Some hoarders (myself included) may just be unaware of the items they have accumulated and are no longer being used.  

As an ArcGIS System owner, it is considerate to not force decluttering your users content.  But a polite nudge might be all that is needed to challenge the item owners to consider removing their items.

As an ArcGIS System owner, this notebook will help you filter down your organisations content to report on the clutter, and allow you to notify the item owners about this content.  

The notebook can be run ad-hoc or scheduled to run, perhaps once a month.

## Finding the Content

#### Connect to GIS
The Principle of Least Privilege requires that this Notebook should connect to the GIS with the following admin privilege(s):

- Allow member to view all content within your organization.

Running a notebook with full admin privileges is high risk, especially if you start to modify the notebook.  Copy this notebook into an ArcGIS Developer Plan to customise and familiarise yourself before running against a production system.

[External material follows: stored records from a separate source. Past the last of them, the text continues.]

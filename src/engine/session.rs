// Copyright (c) 2026 Bountyy Oy. All rights reserved.
// This software is proprietary and confidential.

//! Test sessions
//!
//! A [`ClickjackTester`] runs the pipeline fetch, analyze, probe, synthesize
//! for one URL and publishes the result as an immutable [`TestSession`].
//! Each run replaces the previous session wholesale. A run that was
//! superseded by a newer run or a reset is returned to its caller but never
//! published.

use std::sync::atomic::{AtomicU64, Ordering};
use std::sync::Arc;
use std::time::Duration;

use chrono::Utc;
use parking_lot::RwLock;
use tracing::{debug, info, warn};

use super::verdict::{synthesize, TestVerdict, VerdictMeta};
use crate::browser::{FrameHost, FrameProbe, HttpFrameHost, ProbeOutcome};
use crate::config::TesterConfig;
use crate::error::Result;
use crate::http::{DirectHeaderFetcher, HeaderFetcher, HeaderServiceClient, HttpClient};
use crate::report::{ReportDocument, Reporter};
use crate::security::{analyze, HeaderSet};

/// Result of one run
#[derive(Debug, Clone, PartialEq, Eq)]
pub struct TestSession {
    /// Run number, starting at 1
    pub generation: u64,
    /// URL as entered
    pub target: String,
    pub verdict: TestVerdict,
}

/// Runs clickjacking tests and holds the latest session
pub struct ClickjackTester {
    fetcher: Arc<dyn HeaderFetcher>,
    probe: FrameProbe,
    reporter: Reporter,
    /// Latest run generation handed out
    runs: AtomicU64,
    current: RwLock<Option<Arc<TestSession>>>,
}

impl ClickjackTester {
    /// Create a tester from its collaborators
    pub fn new(fetcher: Arc<dyn HeaderFetcher>, host: Arc<dyn FrameHost>) -> Self {
        Self {
            fetcher,
            probe: FrameProbe::new(host),
            reporter: Reporter::default(),
            runs: AtomicU64::new(0),
            current: RwLock::new(None),
        }
    }

    /// Build the HTTP-backed tester described by `config`
    pub fn from_config(config: &TesterConfig) -> Result<Self> {
        let client = HttpClient::with_config(config.http_config())?;

        let fetcher: Arc<dyn HeaderFetcher> = match &config.header_service {
            Some(endpoint) => Arc::new(HeaderServiceClient::new(client.clone(), endpoint)?),
            None => Arc::new(DirectHeaderFetcher::new(client.clone())),
        };
        let host = Arc::new(HttpFrameHost::new(client, config.embedder_origin.clone()));

        Ok(Self::new(fetcher, host)
            .with_probe_timeout(config.probe_timeout)
            .with_reporter(Reporter::new(config.branding.clone())))
    }

    /// Set the probe timer budget
    pub fn with_probe_timeout(mut self, timeout: Duration) -> Self {
        self.probe = self.probe.with_timeout(timeout);
        self
    }

    /// Set the reporter
    pub fn with_reporter(mut self, reporter: Reporter) -> Self {
        self.reporter = reporter;
        self
    }

    /// The live frame probe
    pub fn probe(&self) -> &FrameProbe {
        &self.probe
    }

    /// The reporter
    pub fn reporter(&self) -> &Reporter {
        &self.reporter
    }

    /// Test `url`. Never fails: a header fetch failure yields an
    /// indeterminate verdict.
    pub async fn run(&self, url: &str) -> Arc<TestSession> {
        let generation = self.runs.fetch_add(1, Ordering::SeqCst) + 1;
        info!("Testing {} (run {})", url, generation);

        let meta = VerdictMeta::new(url).tested_at(Utc::now());

        let verdict = match self.fetcher.fetch(url).await {
            Ok(fetched) => {
                let protection = analyze(&fetched.headers);
                debug!(
                    "Fetched {} headers for {} from {}, missing: {:?}",
                    fetched.headers.len(),
                    url,
                    fetched.ip,
                    protection.missing
                );

                // Superseded runs never load; their session is not published
                let outcome = self
                    .probe
                    .run_as(url, generation)
                    .await
                    .unwrap_or_else(ProbeOutcome::load_failed);
                let meta = meta.ip(fetched.ip).raw_headers(fetched.headers.snapshot());
                synthesize(protection, Some(outcome), meta)
            }
            Err(e) => {
                warn!("Header fetch for {} failed: {}", url, e);
                synthesize(
                    analyze(&HeaderSet::new()),
                    None,
                    meta.fetch_error(e.display_message()),
                )
            }
        };

        info!(
            "Verdict for {}: vulnerable={:?} ({})",
            url, verdict.is_vulnerable, verdict.rationale
        );

        let session = Arc::new(TestSession {
            generation,
            target: url.to_string(),
            verdict,
        });

        let mut current = self.current.write();
        if self.runs.load(Ordering::SeqCst) == generation {
            *current = Some(Arc::clone(&session));
        } else {
            debug!("Run {} for {} superseded, not published", generation, url);
        }

        session
    }

    /// Latest published session
    pub fn current(&self) -> Option<Arc<TestSession>> {
        self.current.read().clone()
    }

    /// Clear the session and invalidate any run or probe in flight
    pub fn reset(&self) {
        let mut current = self.current.write();
        let generation = self.runs.fetch_add(1, Ordering::SeqCst) + 1;
        self.probe.reset_to(generation);
        *current = None;
        debug!("Tester reset");
    }

    /// Report for the latest session
    pub fn report(&self) -> Option<ReportDocument> {
        self.current()
            .map(|session| self.reporter.render(&session.verdict))
    }
}

#[cfg(test)]
mod tests {
    use super::*;
    use crate::browser::{EmbeddedFrame, FrameLoad, FrameProperty};
    use crate::error::Error;
    use crate::http::FetchedHeaders;
    use async_trait::async_trait;
    use url::Url;

    /// Serves headers after a per-URL delay; `down.test` fails
    struct DelayedFetcher;

    #[async_trait]
    impl HeaderFetcher for DelayedFetcher {
        async fn fetch(&self, url: &str) -> Result<FetchedHeaders> {
            if url.contains("down.test") {
                return Err(Error::header_service(None, "Request failed"));
            }
            let delay = if url.contains("slow") { 500 } else { 10 };
            tokio::time::sleep(Duration::from_millis(delay)).await;
            Ok(FetchedHeaders {
                headers: HeaderSet::new().with("server", "test"),
                ip: "192.0.2.1".to_string(),
            })
        }
    }

    struct OpenHost;

    #[async_trait]
    impl FrameHost for OpenHost {
        async fn load(&self, url: &Url) -> FrameLoad {
            FrameLoad::Loaded(
                EmbeddedFrame::rendered(url.clone(), false)
                    .with_property("length", FrameProperty::Number(0.0)),
            )
        }
    }

    /// Loads an open, interactive frame after a second
    struct SlowOpenHost;

    #[async_trait]
    impl FrameHost for SlowOpenHost {
        async fn load(&self, url: &Url) -> FrameLoad {
            tokio::time::sleep(Duration::from_millis(1000)).await;
            OpenHost.load(url).await
        }
    }

    fn tester() -> ClickjackTester {
        ClickjackTester::new(Arc::new(DelayedFetcher), Arc::new(OpenHost))
    }

    #[tokio::test(start_paused = true)]
    async fn test_run_publishes_session() {
        let tester = tester();
        assert!(tester.current().is_none());

        let session = tester.run("https://open.test/").await;
        assert_eq!(session.generation, 1);
        assert_eq!(session.verdict.is_vulnerable, Some(true));
        assert_eq!(session.verdict.source_ip, "192.0.2.1");
        assert_eq!(tester.current(), Some(session));

        let report = tester.report().unwrap();
        assert_eq!(report.status.lines, vec!["Vulnerability Status: VULNERABLE"]);
    }

    #[tokio::test(start_paused = true)]
    async fn test_fetch_failure_is_indeterminate() {
        let tester = tester();
        let session = tester.run("https://down.test/").await;

        assert!(session.verdict.is_indeterminate());
        assert!(session.verdict.probe.is_none());
        assert_eq!(session.verdict.fetch_error.as_deref(), Some("Request failed"));
        assert_eq!(session.verdict.source_ip, "-");
        // The probe never started
        assert_eq!(tester.probe().slot().generation(), 0);
    }

    #[tokio::test(start_paused = true)]
    async fn test_newer_run_wins() {
        let tester = tester();

        let (slow, fast) = tokio::join!(
            tester.run("https://slow.test/"),
            tester.run("https://fast.test/")
        );

        assert_eq!(slow.generation, 1);
        assert_eq!(fast.generation, 2);
        assert_eq!(tester.current().unwrap().target, "https://fast.test/");
    }

    #[tokio::test(start_paused = true)]
    async fn test_older_fetch_landing_late_keeps_newer_probe() {
        let tester = ClickjackTester::new(Arc::new(DelayedFetcher), Arc::new(SlowOpenHost));

        // The older run's headers arrive while the newer run is probing
        let (slow, fast) = tokio::join!(
            tester.run("https://slow.test/"),
            tester.run("https://fast.test/")
        );

        assert_eq!(slow.generation, 1);
        assert_eq!(fast.generation, 2);
        assert_eq!(
            fast.verdict.probe,
            Some(ProbeOutcome {
                rendered: true,
                interactive: true,
                timed_out: false
            })
        );
        assert_eq!(fast.verdict.is_vulnerable, Some(true));

        let current = tester.current().unwrap();
        assert_eq!(current.target, "https://fast.test/");
        assert_eq!(current.verdict.is_vulnerable, Some(true));
        assert_eq!(tester.probe().slot().generation(), 2);
    }

    #[tokio::test(start_paused = true)]
    async fn test_reset_clears_session() {
        let tester = tester();
        tester.run("https://open.test/").await;
        assert!(tester.current().is_some());

        tester.reset();
        assert!(tester.current().is_none());
        assert!(tester.report().is_none());

        let next = tester.run("https://open.test/").await;
        assert_eq!(next.generation, 3);
        assert!(tester.current().is_some());
    }

    #[tokio::test(start_paused = true)]
    async fn test_reset_during_run_discards_it() {
        let tester = Arc::new(tester());
        let running = {
            let tester = Arc::clone(&tester);
            tokio::spawn(async move { tester.run("https://slow.test/").await })
        };

        tokio::time::sleep(Duration::from_millis(100)).await;
        tester.reset();

        let session = running.await.unwrap();
        assert_eq!(session.generation, 1);
        assert!(tester.current().is_none());
    }
}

![11111.png](attachment:11111.png)

In [18]:
from arcgis.gis import GIS
gis = GIS("home", expiration=9999)

  self.users.me.username)


#### Set your thresholds

Defining clutter will have mixed opinions. To attempt to quantify it, we can use three variables:

1. Has this item had any significant usage recently?

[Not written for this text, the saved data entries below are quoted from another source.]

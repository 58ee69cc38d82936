// Copyright (c) 2026 Bountyy Oy. All rights reserved.
// This software is proprietary and confidential.

//! HTTP response types

use bytes::Bytes;
use reqwest::header::HeaderMap;
use reqwest::StatusCode;
use serde::de::DeserializeOwned;
use url::Url;

use crate::error::{Error, Result};
use crate::security::HeaderSet;

/// HTTP response representation
#[derive(Debug, Clone)]
pub struct Response {
    /// Response status code
    pub status: StatusCode,
    /// Response headers
    pub headers: HeaderMap,
    /// Response body
    pub body: Bytes,
    /// Final URL (after redirects)
    pub url: Url,
    /// Whether this was a redirect
    pub redirected: bool,
    /// Response time in milliseconds
    pub response_time_ms: u64,
}

impl Response {
    /// Create a new response
    pub fn new(
        status: StatusCode,
        headers: HeaderMap,
        body: Bytes,
        url: Url,
        redirected: bool,
        response_time_ms: u64,
    ) -> Self {
        Self {
            status,
            headers,
            body,
            url,
            redirected,
            response_time_ms,
        }
    }

    /// Check if status is success (2xx)
    pub fn is_success(&self) -> bool {
        self.status.is_success()
    }

    /// Get status code as u16
    pub fn status_code(&self) -> u16 {
        self.status.as_u16()
    }

    /// Get body as text, lossy conversion
    pub fn text_lossy(&self) -> String {
        String::from_utf8_lossy(&self.body).into_owned()
    }

    /// Parse body as JSON
    pub fn json<T: DeserializeOwned>(&self) -> Result<T> {
        serde_json::from_slice(&self.body).map_err(Error::from)
    }

    /// Get a header value
    pub fn header(&self, name: &str) -> Option<&str> {
        self.headers.get(name).and_then(|v| v.to_str().ok())
    }

    /// Get all values for a header
    pub fn header_all(&self, name: &str) -> Vec<&str> {
        self.headers
            .get_all(name)
            .iter()
            .filter_map(|v| v.to_str().ok())
            .collect()
    }

    /// Headers as a [`HeaderSet`]. Repeated headers are joined with
    /// `", "`; values that are not valid UTF-8 are dropped.
    pub fn header_set(&self) -> HeaderSet {
        let mut set = HeaderSet::new();
        for name in self.headers.keys() {
            let values = self.header_all(name.as_str());
            if !values.is_empty() {
                set.insert(name.as_str(), values.join(", "));
            }
        }
        set
    }

    /// Get content type
    pub fn content_type(&self) -> Option<&str> {
        self.header("content-type")
    }

    /// Check if content type is HTML
    pub fn is_html(&self) -> bool {
        self.content_type()
            .map(|ct| ct.contains("text/html") || ct.contains("application/xhtml"))
            .unwrap_or(false)
    }
}
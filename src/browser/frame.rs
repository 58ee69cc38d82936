// Copyright (c) 2026 Bountyy Oy. All rights reserved.
// This software is proprietary and confidential.

//! Embedding contexts
//!
//! A [`FrameHost`] loads a URL into an isolated frame and hands back an
//! [`EmbeddedFrame`], the embedding side's view of the framed window.
//! [`HttpFrameHost`] emulates what a browser does for
//! `<iframe src=...>` on a page served from the embedder origin: it fetches
//! the document as a frame navigation, enforces `X-Frame-Options` and CSP
//! `frame-ancestors`, and exposes only the window properties the platform
//! lets a cross-origin parent see.

use std::collections::BTreeMap;

use async_trait::async_trait;
use lazy_static::lazy_static;
use regex::Regex;
use serde::{Deserialize, Serialize};
use tracing::debug;
use url::Url;

use crate::http::{frame_request_headers, HttpClient};
use crate::security::framing_blocked_by;

lazy_static! {
    static ref CHILD_FRAME_RE: Regex = Regex::new(r"(?i)<i?frame[\s>/]").unwrap();
    static ref TITLE_RE: Regex = Regex::new(r"(?is)<title[^>]*>(.*?)</title>").unwrap();
}

/// Window properties a cross-origin parent may read
pub const CROSS_ORIGIN_PROPERTIES: &[&str] = &[
    "blur", "close", "closed", "focus", "frames", "length", "location", "opener", "parent",
    "postMessage", "self", "top", "window",
];

/// Value of a property read from the embedded window
#[derive(Debug, Clone, PartialEq, Serialize, Deserialize)]
pub enum FrameProperty {
    Undefined,
    Bool(bool),
    Number(f64),
    String(String),
}

impl FrameProperty {
    /// Whether the read produced a defined value
    pub fn is_defined(&self) -> bool {
        !matches!(self, FrameProperty::Undefined)
    }
}

/// Why a property read was refused
#[derive(Debug, Clone, PartialEq, Eq)]
pub enum AccessError {
    /// The document was never committed; the frame holds an error page
    BlockedDocument(String),
    /// The property is not exposed across origins
    CrossOrigin(String),
}

impl std::fmt::Display for AccessError {
    fn fmt(&self, f: &mut std::fmt::Formatter<'_>) -> std::fmt::Result {
        match self {
            AccessError::BlockedDocument(by) => write!(f, "frame blocked by {}", by),
            AccessError::CrossOrigin(prop) => {
                write!(f, "blocked a frame from accessing cross-origin property '{}'", prop)
            }
        }
    }
}

/// Embedding-side view of a loaded frame
#[derive(Debug, Clone)]
pub struct EmbeddedFrame {
    /// Final URL of the framed document
    pub url: Url,
    /// Whether the framed document shares the embedder's origin
    pub same_origin: bool,
    /// Mechanism that refused to render the document, if any
    pub blocked_by: Option<String>,
    properties: BTreeMap<String, FrameProperty>,
}

impl EmbeddedFrame {
    /// A frame whose document was committed
    pub fn rendered(url: Url, same_origin: bool) -> Self {
        Self {
            url,
            same_origin,
            blocked_by: None,
            properties: BTreeMap::new(),
        }
    }

    /// A frame whose document was refused by a framing policy
    pub fn blocked(url: Url, by: impl Into<String>) -> Self {
        Self {
            url,
            same_origin: false,
            blocked_by: Some(by.into()),
            properties: BTreeMap::new(),
        }
    }

    /// Set a window property
    pub fn with_property(mut self, name: impl Into<String>, value: FrameProperty) -> Self {
        self.properties.insert(name.into(), value);
        self
    }

    /// Whether the framed document was committed
    pub fn is_rendered(&self) -> bool {
        self.blocked_by.is_none()
    }

    /// Read a property of the embedded window from the embedding side
    pub fn read_property(&self, name: &str) -> std::result::Result<FrameProperty, AccessError> {
        if let Some(ref by) = self.blocked_by {
            return Err(AccessError::BlockedDocument(by.clone()));
        }
        if !self.same_origin && !CROSS_ORIGIN_PROPERTIES.contains(&name) {
            return Err(AccessError::CrossOrigin(name.to_string()));
        }
        Ok(self
            .properties
            .get(name)
            .cloned()
            .unwrap_or(FrameProperty::Undefined))
    }
}

/// Terminal event of a frame load
#[derive(Debug, Clone)]
pub enum FrameLoad {
    /// `load` fired
    Loaded(EmbeddedFrame),
    /// `error` fired
    Failed(String),
}

/// Platform primitive that renders a URL inside an isolated frame
#[async_trait]
pub trait FrameHost: Send + Sync {
    /// Load `url` into a fresh frame and wait for its terminal event
    async fn load(&self, url: &Url) -> FrameLoad;
}

/// Frame host that emulates browser framing rules over plain HTTP
pub struct HttpFrameHost {
    client: HttpClient,
    embedder: Url,
}

impl HttpFrameHost {
    /// Create a frame host that frames targets from `embedder`'s origin
    pub fn new(client: HttpClient, embedder: Url) -> Self {
        Self { client, embedder }
    }

    /// Origin the frames are embedded from
    pub fn embedder(&self) -> &Url {
        &self.embedder
    }

    fn build_frame(&self, url: Url, body: &str, is_html: bool, blocked_by: Option<&str>) -> EmbeddedFrame {
        if let Some(by) = blocked_by {
            return EmbeddedFrame::blocked(url, by);
        }

        let same_origin = self.embedder.origin() == url.origin();
        let child_frames = if is_html {
            CHILD_FRAME_RE.find_iter(body).count()
        } else {
            0
        };

        let mut frame = EmbeddedFrame::rendered(url.clone(), same_origin)
            .with_property("length", FrameProperty::Number(child_frames as f64))
            .with_property("closed", FrameProperty::Bool(false))
            .with_property("location", FrameProperty::String(url.to_string()));

        if let Some(title) = TITLE_RE.captures(body).and_then(|c| c.get(1)) {
            frame = frame.with_property(
                "title",
                FrameProperty::String(title.as_str().trim().to_string()),
            );
        }

        frame
    }
}

#[async_trait]
impl FrameHost for HttpFrameHost {
    async fn load(&self, url: &Url) -> FrameLoad {
        if !matches!(url.scheme(), "http" | "https") {
            return FrameLoad::Failed(format!("Unsupported scheme: {}", url.scheme()));
        }

        let response = match self
            .client
            .get_with_headers(url.as_str(), &frame_request_headers::ALL)
            .await
        {
            Ok(r) => r,
            Err(e) => return FrameLoad::Failed(e.to_string()),
        };

        let headers = response.header_set();
        let blocked_by = framing_blocked_by(
            headers.get("x-frame-options"),
            headers.get("content-security-policy"),
            &self.embedder,
            &response.url,
        );

        if let Some(by) = blocked_by {
            debug!("Frame load of {} refused by {}", response.url, by);
        }

        let body = response.text_lossy();
        FrameLoad::Loaded(self.build_frame(
            response.url.clone(),
            &body,
            response.is_html(),
            blocked_by,
        ))
    }
}

#[cfg(test)]
mod tests {
    use super::*;

    fn url(s: &str) -> Url {
        Url::parse(s).unwrap()
    }

    fn host() -> HttpFrameHost {
        HttpFrameHost::new(HttpClient::new().unwrap(), url("https://attacker.invalid/"))
    }

    #[test]
    fn test_cross_origin_reads() {
        let frame = host().build_frame(
            url("https://bank.test/"),
            "<html><title> Bank </title><iframe src=a></iframe><IFRAME src=b></IFRAME></html>",
            true,
            None,
        );

        assert!(frame.is_rendered());
        assert!(!frame.same_origin);
        assert_eq!(frame.read_property("length"), Ok(FrameProperty::Number(2.0)));
        assert_eq!(
            frame.read_property("title"),
            Err(AccessError::CrossOrigin("title".into()))
        );
        assert_eq!(frame.read_property("opener"), Ok(FrameProperty::Undefined));
    }

    #[test]
    fn test_same_origin_reads() {
        let frame = host().build_frame(
            url("https://attacker.invalid/inner"),
            "<title>Inner</title>",
            true,
            None,
        );
        assert!(frame.same_origin);
        assert_eq!(
            frame.read_property("title"),
            Ok(FrameProperty::String("Inner".into()))
        );
    }

    #[test]
    fn test_blocked_frame_denies_everything() {
        let frame = host().build_frame(url("https://bank.test/"), "", true, Some("x-frame-options"));
        assert!(!frame.is_rendered());
        assert_eq!(
            frame.read_property("length"),
            Err(AccessError::BlockedDocument("x-frame-options".into()))
        );
    }

    #[tokio::test]
    async fn test_non_http_scheme_fails() {
        let load = host().load(&url("file:///etc/passwd")).await;
        assert!(matches!(load, FrameLoad::Failed(_)));
    }
}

2. How much disk space does this item take up?

3. How old is the item?

In [19]:
# Items with less than {views} in last 60 days
views = 10 
# Items greater than {size_mb} in filesize
size_mb = 5 
#Items older than {age_days} 
age_days = 60

# Table Item in ArcGIS Online to report on clutter items
table_item = '360d491480684a6da51ecee57ab166a7' # PROD
#table_item = '811047de84514a14a4a38080570889d9'  # TEST

#### Find the Clutter

Filter to just the hosted feature item types, as these use up the most credits.

This can be removed from filter if you want to search across all items.

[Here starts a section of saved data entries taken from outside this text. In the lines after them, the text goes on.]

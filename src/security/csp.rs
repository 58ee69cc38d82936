// Copyright (c) 2026 Bountyy Oy. All rights reserved.
// This software is proprietary and confidential.

//! CSP `frame-ancestors` parsing and matching
//!
//! A strict reading of the directive, the way a browser enforces it when
//! deciding whether a document may be framed. The header analyzer does not
//! use this; the frame host does.

use serde::{Deserialize, Serialize};
use url::{Origin, Url};

/// One entry of a `frame-ancestors` source list
#[derive(Debug, Clone, PartialEq, Eq, Serialize, Deserialize)]
pub enum AncestorSource {
    /// `'none'`
    None,
    /// `'self'`
    SelfOrigin,
    /// `*`
    Wildcard,
    /// `https:` and friends
    Scheme(String),
    /// `[scheme://]host[:port]`, host may start with `*.`
    Host {
        scheme: Option<String>,
        host: String,
        port: Option<String>,
    },
    /// Anything we could not parse; never matches
    Invalid(String),
}

impl AncestorSource {
    fn parse(token: &str) -> Self {
        let lower = token.to_ascii_lowercase();
        match lower.as_str() {
            "'none'" => return AncestorSource::None,
            "'self'" => return AncestorSource::SelfOrigin,
            "*" => return AncestorSource::Wildcard,
            _ => {}
        }

        if lower.starts_with('\'') {
            return AncestorSource::Invalid(token.to_string());
        }

        if let Some(scheme) = lower.strip_suffix(':') {
            if !scheme.is_empty() && !scheme.contains('/') {
                return AncestorSource::Scheme(scheme.to_string());
            }
        }

        let (scheme, rest) = match lower.split_once("://") {
            Some((s, r)) => (Some(s.to_string()), r),
            None => (None, lower.as_str()),
        };
        let authority = rest.split('/').next().unwrap_or_default();
        let (host, port) = match authority.rsplit_once(':') {
            Some((h, p)) => (h, Some(p.to_string())),
            None => (authority, None),
        };

        if host.is_empty() {
            return AncestorSource::Invalid(token.to_string());
        }

        AncestorSource::Host {
            scheme,
            host: host.to_string(),
            port,
        }
    }

    fn matches(&self, embedder: &Url, target: &Url) -> bool {
        match self {
            AncestorSource::None | AncestorSource::Invalid(_) => false,
            AncestorSource::SelfOrigin => embedder.origin() == target.origin(),
            AncestorSource::Wildcard => matches!(embedder.scheme(), "http" | "https"),
            AncestorSource::Scheme(scheme) => {
                embedder.scheme() == scheme || (scheme == "http" && embedder.scheme() == "https")
            }
            AncestorSource::Host { scheme, host, port } => {
                let scheme_ok = match scheme.as_deref() {
                    Some("http") => matches!(embedder.scheme(), "http" | "https"),
                    Some(s) => embedder.scheme() == s,
                    None => matches!(embedder.scheme(), "http" | "https"),
                };

                let embedder_host = embedder.host_str().unwrap_or_default().to_ascii_lowercase();
                let host_ok = match host.strip_prefix("*.") {
                    Some(suffix) => embedder_host.ends_with(&format!(".{}", suffix)),
                    None => embedder_host == *host,
                };

                let port_ok = match port.as_deref() {
                    Some("*") => true,
                    Some(p) => embedder.port_or_known_default().map(|e| e.to_string())
                        == Some(p.to_string()),
                    None => embedder.port().is_none(),
                };

                scheme_ok && host_ok && port_ok
            }
        }
    }
}

/// A parsed `frame-ancestors` directive
#[derive(Debug, Clone, PartialEq, Eq, Serialize, Deserialize)]
pub struct FrameAncestors {
    /// Source list as written
    pub sources: Vec<AncestorSource>,
}

impl FrameAncestors {
    /// Extract the `frame-ancestors` directive of every policy in a CSP
    /// header value. Comma-separated values are separate policies; within a
    /// policy only the first occurrence of the directive counts.
    pub fn from_header(csp: &str) -> Vec<FrameAncestors> {
        csp.split(',').filter_map(Self::parse_policy).collect()
    }

    fn parse_policy(policy: &str) -> Option<FrameAncestors> {
        for directive in policy.split(';') {
            let mut parts = directive.split_whitespace();
            let name = match parts.next() {
                Some(n) => n,
                None => continue,
            };
            if name.eq_ignore_ascii_case("frame-ancestors") {
                return Some(FrameAncestors {
                    sources: parts.map(AncestorSource::parse).collect(),
                });
            }
        }
        None
    }

    /// Whether `embedder` may frame `target` under this directive
    pub fn allows(&self, embedder: &Url, target: &Url) -> bool {
        if self.sources.is_empty() || self.sources.contains(&AncestorSource::None) {
            return false;
        }
        self.sources.iter().any(|s| s.matches(embedder, target))
    }

    /// Whether the source list lets arbitrary sites frame the page
    pub fn is_permissive(&self) -> bool {
        self.sources.iter().any(|s| match s {
            AncestorSource::Wildcard => true,
            AncestorSource::Scheme(scheme) => scheme == "https" || scheme == "http",
            AncestorSource::Host { host, .. } => host == "*",
            _ => false,
        })
    }
}

/// Browser-side decision whether `embedder` may frame a response from
/// `target`. `frame-ancestors` supersedes `X-Frame-Options` when present.
/// Returns the name of the blocking mechanism, if any.
pub fn framing_blocked_by(
    x_frame_options: Option<&str>,
    csp: Option<&str>,
    embedder: &Url,
    target: &Url,
) -> Option<&'static str> {
    let policies = csp.map(FrameAncestors::from_header).unwrap_or_default();
    if !policies.is_empty() {
        return if policies.iter().all(|p| p.allows(embedder, target)) {
            None
        } else {
            Some("frame-ancestors")
        };
    }

    let xfo = x_frame_options?.trim().to_ascii_lowercase();
    match xfo.as_str() {
        "deny" => Some("x-frame-options"),
        "sameorigin" if !same_origin(&embedder.origin(), &target.origin()) => {
            Some("x-frame-options")
        }
        _ => None,
    }
}

fn same_origin(a: &Origin, b: &Origin) -> bool {
    a.is_tuple() && a == b
}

For testing you can also add a *query="owner:user"* to just look at an individuals content.

Should use a query to filter out items older than *age_days*, but encountered an issue, so filtering these out a few cells later.

In [20]:
# Find all Hosted Feature Services
# Can switch to using advanced_search for portal with more than 10k items.  
all_items = gis.content.search(query="*", sort_field="modified", sort_order="desc", item_type="Feature Service", max_items = 9999)
print("#FS Items found using search: " + str(len(all_items))) 

#FS Items found using search: 4079


The following cell:

- Iterates through the items from above query
- Filter list to large items (threshold set by *size_mb*)
- Fetch the usage data on each item (# views in last 60 days)
- Filter list to low usage items (threshold set in *views*)
- Get some reporting metrics for each item
- Get additional reporting metrics from the item.owner

This cell can take awhile to run, depending on how many items you have in your organisation.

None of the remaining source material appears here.